**Task prompt**
Of all the lines in the material, count those containing the string "FlashSaleEntry" and write only the resulting number.

**Records supplied**

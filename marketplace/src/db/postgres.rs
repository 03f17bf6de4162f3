// marketplace/src/db/postgres.rs

//! PostgreSQL-backed store using runtime-checked `sqlx` queries.
//! Schema lives in `marketplace/migrations`.

use async_trait::async_trait;
use chrono::{DateTime, Utc};
use sqlx::postgres::PgPoolOptions;
use sqlx::{FromRow, PgPool};
use tracing::{debug, info, instrument};
use uuid::Uuid;

use super::{CategoryStore, FlashSaleStore, ProductStore, StoreResult, UserStore};
use crate::models::{
  Category, FlashSaleEntry, FlashSaleListing, NewFlashSaleEntry, NewProduct, NewUser, Product, ProductPatch, User,
};

const PRODUCT_COLUMNS: &str =
  "id, vendor_id, name, description, price, images, category_id, quantity, created_at, updated_at";
const USER_COLUMNS: &str =
  "id, email, password_hash, role, password_reset_token, password_reset_expires_at, created_at, updated_at";

#[derive(Clone)]
pub struct PgStore {
  pool: PgPool,
}

impl PgStore {
  pub fn new(pool: PgPool) -> Self {
    Self { pool }
  }

  pub async fn connect(database_url: &str, max_connections: u32) -> StoreResult<Self> {
    let pool = PgPoolOptions::new()
      .max_connections(max_connections)
      .connect(database_url)
      .await?;
    info!(max_connections, "Connected to PostgreSQL.");
    Ok(Self::new(pool))
  }

  /// Applies the embedded migrations.
  pub async fn migrate(&self) -> StoreResult<()> {
    sqlx::migrate!("./migrations").run(&self.pool).await?;
    info!("Database migrations applied.");
    Ok(())
  }

  pub fn pool(&self) -> &PgPool {
    &self.pool
  }
}

#[async_trait]
impl ProductStore for PgStore {
  #[instrument(name = "pg::insert_product", skip(self, new_product), fields(vendor_id = %new_product.vendor_id), err(Display))]
  async fn insert_product(&self, new_product: NewProduct) -> StoreResult<Product> {
    let now = Utc::now();
    let product = sqlx::query_as::<_, Product>(&format!(
      "INSERT INTO products (id, vendor_id, name, description, price, images, category_id, quantity, created_at, updated_at) \
       VALUES ($1, $2, $3, $4, $5, $6, $7, $8, $9, $9) RETURNING {}",
      PRODUCT_COLUMNS
    ))
    .bind(Uuid::new_v4())
    .bind(new_product.vendor_id)
    .bind(&new_product.name)
    .bind(&new_product.description)
    .bind(new_product.price)
    .bind(&new_product.images)
    .bind(new_product.category_id)
    .bind(new_product.quantity)
    .bind(now)
    .fetch_one(&self.pool)
    .await?;
    debug!(product_id = %product.id, "Product row inserted.");
    Ok(product)
  }

  async fn list_products(&self) -> StoreResult<Vec<Product>> {
    let products = sqlx::query_as::<_, Product>(&format!(
      "SELECT {} FROM products ORDER BY created_at ASC, id ASC",
      PRODUCT_COLUMNS
    ))
    .fetch_all(&self.pool)
    .await?;
    Ok(products)
  }

  async fn find_product(&self, id: Uuid) -> StoreResult<Option<Product>> {
    let product = sqlx::query_as::<_, Product>(&format!("SELECT {} FROM products WHERE id = $1", PRODUCT_COLUMNS))
      .bind(id)
      .fetch_optional(&self.pool)
      .await?;
    Ok(product)
  }

  async fn find_product_by_vendor_and_name(&self, vendor_id: Uuid, name: &str) -> StoreResult<Option<Product>> {
    let product = sqlx::query_as::<_, Product>(&format!(
      "SELECT {} FROM products WHERE vendor_id = $1 AND lower(name) = lower($2) LIMIT 1",
      PRODUCT_COLUMNS
    ))
    .bind(vendor_id)
    .bind(name)
    .fetch_optional(&self.pool)
    .await?;
    Ok(product)
  }

  #[instrument(name = "pg::update_product", skip(self, patch), err(Display))]
  async fn update_product(&self, id: Uuid, patch: &ProductPatch) -> StoreResult<Option<Product>> {
    let product = sqlx::query_as::<_, Product>(&format!(
      "UPDATE products SET \
         name = COALESCE($2, name), \
         description = COALESCE($3, description), \
         price = COALESCE($4, price), \
         images = COALESCE($5, images), \
         category_id = COALESCE($6, category_id), \
         quantity = COALESCE($7, quantity), \
         updated_at = $8 \
       WHERE id = $1 RETURNING {}",
      PRODUCT_COLUMNS
    ))
    .bind(id)
    .bind(&patch.name)
    .bind(&patch.description)
    .bind(patch.price)
    .bind(&patch.images)
    .bind(patch.category_id)
    .bind(patch.quantity)
    .bind(Utc::now())
    .fetch_optional(&self.pool)
    .await?;
    Ok(product)
  }

  async fn delete_product(&self, id: Uuid) -> StoreResult<bool> {
    // flash_sales.product_id cascades.
    let result = sqlx::query("DELETE FROM products WHERE id = $1")
      .bind(id)
      .execute(&self.pool)
      .await?;
    Ok(result.rows_affected() > 0)
  }
}

#[async_trait]
impl CategoryStore for PgStore {
  async fn insert_category(&self, name: &str) -> StoreResult<Category> {
    let category = sqlx::query_as::<_, Category>(
      "INSERT INTO categories (id, name, created_at) VALUES ($1, $2, $3) RETURNING id, name, created_at",
    )
    .bind(Uuid::new_v4())
    .bind(name)
    .bind(Utc::now())
    .fetch_one(&self.pool)
    .await?;
    Ok(category)
  }

  async fn find_category(&self, id: Uuid) -> StoreResult<Option<Category>> {
    let category = sqlx::query_as::<_, Category>("SELECT id, name, created_at FROM categories WHERE id = $1")
      .bind(id)
      .fetch_optional(&self.pool)
      .await?;
    Ok(category)
  }

  async fn find_category_by_name(&self, name: &str) -> StoreResult<Option<Category>> {
    let category =
      sqlx::query_as::<_, Category>("SELECT id, name, created_at FROM categories WHERE lower(name) = lower($1)")
        .bind(name)
        .fetch_optional(&self.pool)
        .await?;
    Ok(category)
  }

  async fn list_categories(&self) -> StoreResult<Vec<Category>> {
    let categories = sqlx::query_as::<_, Category>("SELECT id, name, created_at FROM categories ORDER BY name ASC")
      .fetch_all(&self.pool)
      .await?;
    Ok(categories)
  }
}

/// One row of the flash-sale/product join; entry columns carry a `flash_` prefix.
#[derive(FromRow)]
struct FlashSaleListingRow {
  flash_id: Uuid,
  flash_vendor_id: Uuid,
  new_price: f64,
  flash_created_at: DateTime<Utc>,
  #[sqlx(flatten)]
  product: Product,
}

impl From<FlashSaleListingRow> for FlashSaleListing {
  fn from(row: FlashSaleListingRow) -> Self {
    FlashSaleListing {
      id: row.flash_id,
      vendor_id: row.flash_vendor_id,
      new_price: row.new_price,
      created_at: row.flash_created_at,
      product: row.product,
    }
  }
}

#[async_trait]
impl FlashSaleStore for PgStore {
  #[instrument(name = "pg::insert_flash_sale", skip(self, entry), fields(product_id = %entry.product_id), err(Display))]
  async fn insert_flash_sale(&self, entry: NewFlashSaleEntry) -> StoreResult<FlashSaleEntry> {
    let inserted = sqlx::query_as::<_, FlashSaleEntry>(
      "INSERT INTO flash_sales (id, product_id, vendor_id, new_price, created_at) VALUES ($1, $2, $3, $4, $5) \
       RETURNING id, product_id, vendor_id, new_price, created_at",
    )
    .bind(Uuid::new_v4())
    .bind(entry.product_id)
    .bind(entry.vendor_id)
    .bind(entry.new_price)
    .bind(Utc::now())
    .fetch_one(&self.pool)
    .await?;
    Ok(inserted)
  }

  async fn find_flash_sale_by_product(&self, product_id: Uuid) -> StoreResult<Option<FlashSaleEntry>> {
    let entry = sqlx::query_as::<_, FlashSaleEntry>(
      "SELECT id, product_id, vendor_id, new_price, created_at FROM flash_sales WHERE product_id = $1",
    )
    .bind(product_id)
    .fetch_optional(&self.pool)
    .await?;
    Ok(entry)
  }

  async fn delete_flash_sale(&self, id: Uuid) -> StoreResult<bool> {
    let result = sqlx::query("DELETE FROM flash_sales WHERE id = $1")
      .bind(id)
      .execute(&self.pool)
      .await?;
    Ok(result.rows_affected() > 0)
  }

  async fn list_flash_sales_with_products(&self) -> StoreResult<Vec<FlashSaleListing>> {
    let rows = sqlx::query_as::<_, FlashSaleListingRow>(
      "SELECT f.id AS flash_id, f.vendor_id AS flash_vendor_id, f.new_price, f.created_at AS flash_created_at, \
              p.id, p.vendor_id, p.name, p.description, p.price, p.images, p.category_id, p.quantity, \
              p.created_at, p.updated_at \
       FROM flash_sales f JOIN products p ON p.id = f.product_id \
       ORDER BY f.created_at ASC, f.id ASC",
    )
    .fetch_all(&self.pool)
    .await?;
    Ok(rows.into_iter().map(FlashSaleListing::from).collect())
  }
}

#[async_trait]
impl UserStore for PgStore {
  async fn insert_user(&self, new_user: NewUser) -> StoreResult<User> {
    let now = Utc::now();
    let user = sqlx::query_as::<_, User>(&format!(
      "INSERT INTO users (id, email, password_hash, role, created_at, updated_at) VALUES ($1, $2, $3, $4, $5, $5) \
       RETURNING {}",
      USER_COLUMNS
    ))
    .bind(Uuid::new_v4())
    .bind(&new_user.email)
    .bind(&new_user.password_hash)
    .bind(new_user.role)
    .bind(now)
    .fetch_one(&self.pool)
    .await?;
    Ok(user)
  }

  async fn find_user_by_email(&self, email: &str) -> StoreResult<Option<User>> {
    let user = sqlx::query_as::<_, User>(&format!(
      "SELECT {} FROM users WHERE lower(email) = lower($1)",
      USER_COLUMNS
    ))
    .bind(email)
    .fetch_optional(&self.pool)
    .await?;
    Ok(user)
  }

  #[instrument(name = "pg::set_password_reset_token", skip(self, token), err(Display))]
  async fn set_password_reset_token(&self, user_id: Uuid, token: &str, expires_at: DateTime<Utc>) -> StoreResult<()> {
    sqlx::query(
      "UPDATE users SET password_reset_token = $2, password_reset_expires_at = $3, updated_at = now() WHERE id = $1",
    )
    .bind(user_id)
    .bind(token)
    .bind(expires_at)
    .execute(&self.pool)
    .await?;
    Ok(())
  }

  async fn find_user_by_reset_token(&self, email: &str, token: &str) -> StoreResult<Option<User>> {
    let user = sqlx::query_as::<_, User>(&format!(
      "SELECT {} FROM users WHERE lower(email) = lower($1) AND password_reset_token = $2",
      USER_COLUMNS
    ))
    .bind(email)
    .bind(token)
    .fetch_optional(&self.pool)
    .await?;
    Ok(user)
  }

  #[instrument(name = "pg::update_password", skip(self, password_hash), err(Display))]
  async fn update_password(&self, user_id: Uuid, password_hash: &str) -> StoreResult<()> {
    sqlx::query(
      "UPDATE users SET password_hash = $2, password_reset_token = NULL, password_reset_expires_at = NULL, \
       updated_at = now() WHERE id = $1",
    )
    .bind(user_id)
    .bind(password_hash)
    .execute(&self.pool)
    .await?;
    Ok(())
  }
}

**Task output**
5